Already after the publication of the preliminary results in the eve of 29 September, Péter Márki-Zay initiated negotiations with Gergely Karácsony on the possible withdrawal of one of them in favor of the other, arguing that Klára Dobrev – as the wife of former prime minister Ferenc Gyurcsány, the most divisive politician in Hungary – is the least capable of defeating Viktor Orbán as the prime ministerial candidate of the opposition coalition in the 2022 parliamentary election. Márki-Zay, in return for his withdrawal, imposed three conditions: accountability of the Fidesz government and its corruption cases, adoption of euro and repeal of the fundamental law. On the same day, Karácsony himself refused to step back in an interview at Partizán'' online channel,  and offered that Márki-Zay could also be the deputy prime minister in his government after a potential victory in 2022. He believed his voters largely would not support Márki-Zay if he withdrew from the primary. Karácsony also argued that under Dobrev's leadership, the opposition cannot replace the current government. In contrast, Márki-Zay emphasized that the majority of Jobbik and Momentum voters, whose candidates were eliminated in the first round, will support his candidacy in the second round. He also argued he spent orders of magnitude less money during the campaign than Karácsony, yet he achieved "almost the same result" in the first round.

DK politicians, including Ferenc Gyurcsány strongly criticized the tactical talks between the two politicians, arguing that it is up to the electorate to decide which of the three candidates is the most capable prime ministerial candidate able to defeat Orbán in 2022. Klára Dobrev emphasized she does not deal with the struggle of her two competitors. She said "the change of government will depend on whether we will be able to shake up the whole country, as it is not possible to change government only from Budapest. I am working on this right now". Jobbik leader and eliminated candidate Péter Jakab also opposed the cooperation negotiations between Karácsony and Márki-Zay. He said he could support it if two candidates came together to increase the number of opposition voters. "But if the two of you get together so that the third doesn't win, all they do is do wounds", he added.

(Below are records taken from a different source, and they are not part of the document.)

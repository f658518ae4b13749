#[macro_use]
extern crate tracing;

use clap::Parser;
use eyre::{
    Context as _,
    Result,
};
use stackit_dns01_solver::{
    challenge::ChallengeAction,
    cluster::ClusterConfig,
    config::{
        StackitConfig,
        DEFAULT_API_BASE_PATH,
    },
    dns::lookup::{
        self as dns_lookup,
        DEFAULT_NAMESERVER,
    },
    repository::{
        stackit::StackitRepositoryFactory,
        RepositoryConfig,
    },
    ChallengeRequest,
    Resolver,
    Solver as _,
};
use std::{
    net::SocketAddr,
    time::Duration,
};
use tracing_subscriber::EnvFilter;

const PROPAGATION_CHECK_INTERVAL: Duration = Duration::from_secs(5);

#[derive(Parser)]
#[command(version, about)]
enum Args {
    /// Print the JSON schema of the issuer's solver config
    ConfigSchema,
    /// Publish the challenge TXT record
    Present(ArgsPresent),
    /// Remove the challenge value again
    CleanUp(ArgsChallenge),
    /// List the active zones of a project
    ListZones(ArgsListZones),
}

#[derive(Parser)]
struct ArgsChallenge {
    #[clap(long, help = "Domain under challenge, e.g. example.com")]
    dns_name: String,

    #[clap(long, help = "Key authorization the TXT record has to hold")]
    key: String,

    #[clap(
        long,
        default_value = "default",
        help = "Namespace the auth token secret is looked up in, unless the config overrides it"
    )]
    namespace: String,

    #[clap(long, env = "STACKIT_SOLVER_CONFIG", help = "Solver config as JSON, e.g. {\"projectId\":\"...\"}")]
    config: String,

    #[clap(
        long,
        default_value = "30s",
        value_parser = humantime::parse_duration,
        help = "Timeout for STACKIT API requests"
    )]
    http_timeout: Duration,
}

#[derive(Parser)]
struct ArgsPresent {
    #[clap(flatten)]
    challenge: ArgsChallenge,

    #[clap(
        long,
        value_parser = humantime::parse_duration,
        help = "Wait up to this long for the record to become visible. If not set, no DNS check is done"
    )]
    wait: Option<Duration>,

    #[clap(long, default_value = DEFAULT_NAMESERVER, help = "Nameserver and port to use for the DNS check")]
    nameserver: SocketAddr,
}

#[derive(Parser)]
struct ArgsListZones {
    #[clap(long, env = "STACKIT_AUTH_TOKEN", help = "STACKIT DNS API token")]
    auth_token: String,

    #[clap(long, env = "STACKIT_PROJECT_ID")]
    project_id: String,

    #[clap(long, default_value = DEFAULT_API_BASE_PATH)]
    api_base_path: String,
}

#[tokio::main]
async fn main() -> Result<()> {
    color_eyre::install()?;
    tracing_subscriber::fmt()
        .with_env_filter(EnvFilter::try_from_default_env().unwrap_or_else(|_| EnvFilter::new("info")))
        .init();

    match Args::parse() {
        Args::ConfigSchema => {
            let schema = schemars::schema_for!(StackitConfig);
            print!("{}", serde_yaml::to_string(&schema)?);
        }
        Args::Present(ArgsPresent {
            challenge,
            wait,
            nameserver,
        }) => {
            let (resolver, request) = prepare(challenge, ChallengeAction::Present).await?;
            resolver.present(&request).await?;

            if let Some(wait) = wait {
                dns_lookup::wait_for_txt_record(
                    &request.record_name(),
                    &request.key,
                    nameserver,
                    Some(wait),
                    PROPAGATION_CHECK_INTERVAL,
                )
                .await?;
            }
        }
        Args::CleanUp(challenge) => {
            let (resolver, request) = prepare(challenge, ChallengeAction::CleanUp).await?;
            resolver.clean_up(&request).await?;
        }
        Args::ListZones(ArgsListZones {
            auth_token,
            project_id,
            api_base_path,
        }) => {
            let api = StackitRepositoryFactory::default().api(&RepositoryConfig {
                api_base_path: api_base_path.trim_end_matches('/').to_string(),
                project_id,
                auth_token,
            });
            for zone in api.list_zones().await? {
                println!(
                    "id={} dns_name={} state={}",
                    zone.id,
                    zone.dns_name,
                    zone.state.as_deref().unwrap_or("-")
                );
            }
        }
    }

    Ok(())
}

async fn prepare(args: ArgsChallenge, action: ChallengeAction) -> Result<(Resolver, ChallengeRequest)> {
    let ArgsChallenge {
        dns_name,
        key,
        namespace,
        config,
        http_timeout,
    } = args;

    let config: serde_json::Value = serde_json::from_str(&config).context("solver config is not valid json")?;

    let mut resolver = Resolver::stackit(StackitRepositoryFactory::with_timeout(http_timeout)?);
    resolver.initialize(ClusterConfig::infer().await?, None).await?;

    info!(?action, %dns_name, "solving challenge");

    let request = ChallengeRequest {
        action,
        type_: "dns-01".to_string(),
        dns_name,
        key,
        resource_namespace: namespace,
        config: Some(config),
        ..Default::default()
    };

    Ok((resolver, request))
}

Karácsony and Márki-Zay jointly announced on 1 October that they will continue the campaign together, one as prime minister and the other as deputy prime minister, but it will be later decided which of them will step back in favor of the other. They both thought they were better suited for the ultimate victory and trusted that they would succeed in convincing the other of this. On 3 October, Karácsony held a campaign event, where he stated "I can replace Viktor Orbán. Therefore, I do not step back, but forward" and called himself as a "common ground" within the opposition alliance. During an interview with Telex.hu in the same event, he also said he would step back at most if he was "hit by a tram". On the same day, Márki-Zay also organized a street rally, where he said that he believes he is the one who could address most people, but if Karácsony makes a vanity question out of the candidacy, he won't be involved in this "chicken game" and "he will pull the steering wheel aside". On the next day (4 October), Karácsonyi visited Márki-Zay at Hódmezővásárhely, where they confirmed their intention to run in the second round together and requested the National Primary Election Office (OEVB) for their names to appear next to each other and not below each other on the ballot paper. They added that they would establish a joint programme and would provide the mutual guarantee by maintaining the right of consent between the two actors (prime minister and deputy prime minister), i.e. deciding jointly on everything after formation of the government in 2022. The OEVB, however, did not allow their names to appear next to each other. György Magyar, the chairman of the Civil Election Commission stated that the appearance of a two-member candidate in the ballot paper would be surreal and the accepted election rules cannot be changed retrospectively. Klára Dobrev told that she felt the idea is a "confusing proposition". Márki-Zay blamed the "DK–Jobbik coalition" which did not allow to do that. He added "Dobrev's success is unquestionable, but the catastrophic results before 2010, which gave Fidesz two-thirds at the time, and the many billions the ruling party spent on negative campaigning against Gyurcsány, make Klára Dobrev the least potential candidate against Viktor Orbán".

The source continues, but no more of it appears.